The first and only time Steve Jackson spoke to Bill Critchfield was in the late 1980s. Critchfield, an authority on the conifers of North America, was at home recovering from a heart attack. Jackson, then a postdoctoral researcher at Brown University, had called looking for advice on how to tell jack pine from Virginia pine.


Jackson was also curious about something the elder botanist had mentioned in a recent paper: mysterious spruce fossils from the American Southeast. The fossils dated to the end of the Pleistocene ice age, about 18,000 years ago, and had been found across the region, including in Louisiana’s Tunica Hills.
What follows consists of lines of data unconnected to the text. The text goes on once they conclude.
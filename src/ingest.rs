//! Research document ingestion.
//!
//! Reads a JSON file of document records, validates each one, optionally
//! normalizes abstracts and fills missing keywords, then chunks and stores
//! them. With an embedding provider configured the chunks are embedded
//! inline; otherwise they are staged for `wrag reembed`.
//!
//! A malformed record is reported and skipped. It never aborts the run.

use anyhow::{bail, Context, Result};
use std::path::Path;
use tracing::{info, warn};

use wellness_rag_core::chunk::{chunk_text, clean_text, extract_key_phrases};
use wellness_rag_core::models::{Document, DocumentRecord};
use wellness_rag_core::CoreError;

use crate::config::{ChunkingConfig, Config};
use crate::pipeline::{self, Usage};

/// Keywords derived from the abstract when a record carries none.
pub const DERIVED_KEYWORDS: usize = 10;

/// Parse a file holding either a JSON array of records or `{"documents": [...]}`.
pub fn load_records(path: &Path) -> Result<Vec<DocumentRecord>> {
    let content = std::fs::read_to_string(path)
        .with_context(|| format!("Failed to read documents file: {}", path.display()))?;
    parse_records(&content).with_context(|| format!("Invalid documents file: {}", path.display()))
}

pub fn parse_records(content: &str) -> Result<Vec<DocumentRecord>> {
    let value: serde_json::Value = serde_json::from_str(content)?;
    let items = match value {
        serde_json::Value::Array(items) => items,
        serde_json::Value::Object(mut map) => match map.remove("documents") {
            Some(serde_json::Value::Array(items)) => items,
            _ => bail!("expected a JSON array or an object with a \"documents\" array"),
        },
        _ => bail!("expected a JSON array or an object with a \"documents\" array"),
    };

    // Each record is decoded on its own so field-level problems surface per record
    let mut records = Vec::with_capacity(items.len());
    for (i, item) in items.into_iter().enumerate() {
        let record: DocumentRecord = serde_json::from_value(item)
            .with_context(|| format!("record {} is not a document object", i))?;
        records.push(record);
    }
    Ok(records)
}

/// Validate records and apply ingest-time enrichment.
pub fn prepare_documents(
    records: Vec<DocumentRecord>,
    chunking: &ChunkingConfig,
) -> (Vec<Document>, Vec<CoreError>) {
    let mut documents = Vec::new();
    let mut rejected = Vec::new();

    for record in records {
        match Document::try_from(record) {
            Ok(mut doc) => {
                if chunking.normalize_whitespace {
                    doc.abstract_text = clean_text(&doc.abstract_text);
                }
                if doc.keywords.is_empty() {
                    doc.keywords = extract_key_phrases(&doc.abstract_text, DERIVED_KEYWORDS);
                }
                documents.push(doc);
            }
            Err(e) => rejected.push(e),
        }
    }

    (documents, rejected)
}

pub async fn run_ingest(
    config: &Config,
    path: &Path,
    dry_run: bool,
    limit: Option<usize>,
) -> Result<()> {
    let mut records = load_records(path)?;
    if let Some(lim) = limit {
        records.truncate(lim);
    }
    let total = records.len();
    let (documents, rejected) = prepare_documents(records, &config.chunking);

    for err in &rejected {
        warn!(error = %err, "skipping record");
    }

    if dry_run {
        let opts = config.chunking.options();
        let mut estimated = 0usize;
        for doc in &documents {
            estimated += chunk_text(&doc.abstract_text, &opts)?.len();
        }
        println!("ingest {} (dry-run)", path.display());
        println!("  records: {}", total);
        println!("  valid documents: {}", documents.len());
        println!("  rejected: {}", rejected.len());
        print_rejected(&rejected);
        println!("  estimated chunks: {}", estimated);
        return Ok(());
    }

    let pipeline = pipeline::open(config, Usage::Indexing).await?;
    let embed_inline = config.embedding.is_enabled();

    let mut stored = 0usize;
    let mut chunks_written = 0usize;
    let mut embedded = 0usize;
    let mut failed = 0usize;

    for doc in &documents {
        let result = if embed_inline {
            pipeline.ingest_document(doc).await
        } else {
            pipeline.stage_document(doc).await
        };
        match result {
            Ok(report) => {
                stored += 1;
                chunks_written += report.chunks;
                if report.embedded {
                    embedded += report.chunks;
                }
            }
            Err(e) => {
                warn!(document_id = %doc.id, error = %e, "ingest failed");
                failed += 1;
            }
        }
    }

    info!(stored, failed, chunks = chunks_written, "ingest finished");

    println!("ingest {}", path.display());
    println!("  records: {}", total);
    println!("  stored documents: {}", stored);
    println!("  chunks written: {}", chunks_written);
    if embed_inline {
        println!("  chunks embedded: {}", embedded);
    } else {
        println!("  chunks pending embedding: {}", chunks_written);
    }
    println!("  rejected: {}", rejected.len());
    print_rejected(&rejected);
    if failed > 0 {
        println!("  failed: {}", failed);
    }
    println!("ok");

    pipeline.store().pool().close().await;
    Ok(())
}

fn print_rejected(rejected: &[CoreError]) {
    for err in rejected {
        println!("    - {}", err);
    }
}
Scientists had usually identified the fossils as white spruce, a species that now lives far to the north, but they’d been arguing for decades about what its presence said about the region’s ice age climate. Some held that white spruce pointed to a climate similar to modern Canada or Alaska. Others argued that the climate had been milder than that, and suggested that the spruce fossils had been carried south from somewhere else.


In his paper, though, Critchfield had suggested a third possibility. “Critchfield said, ‘You really need to follow up on this,’” Jackson, now director of the Southwest and South Central Climate Adaptation Science Centers at the U.S. Geological Survey, recalls. “‘I don’t think those are white spruce.’”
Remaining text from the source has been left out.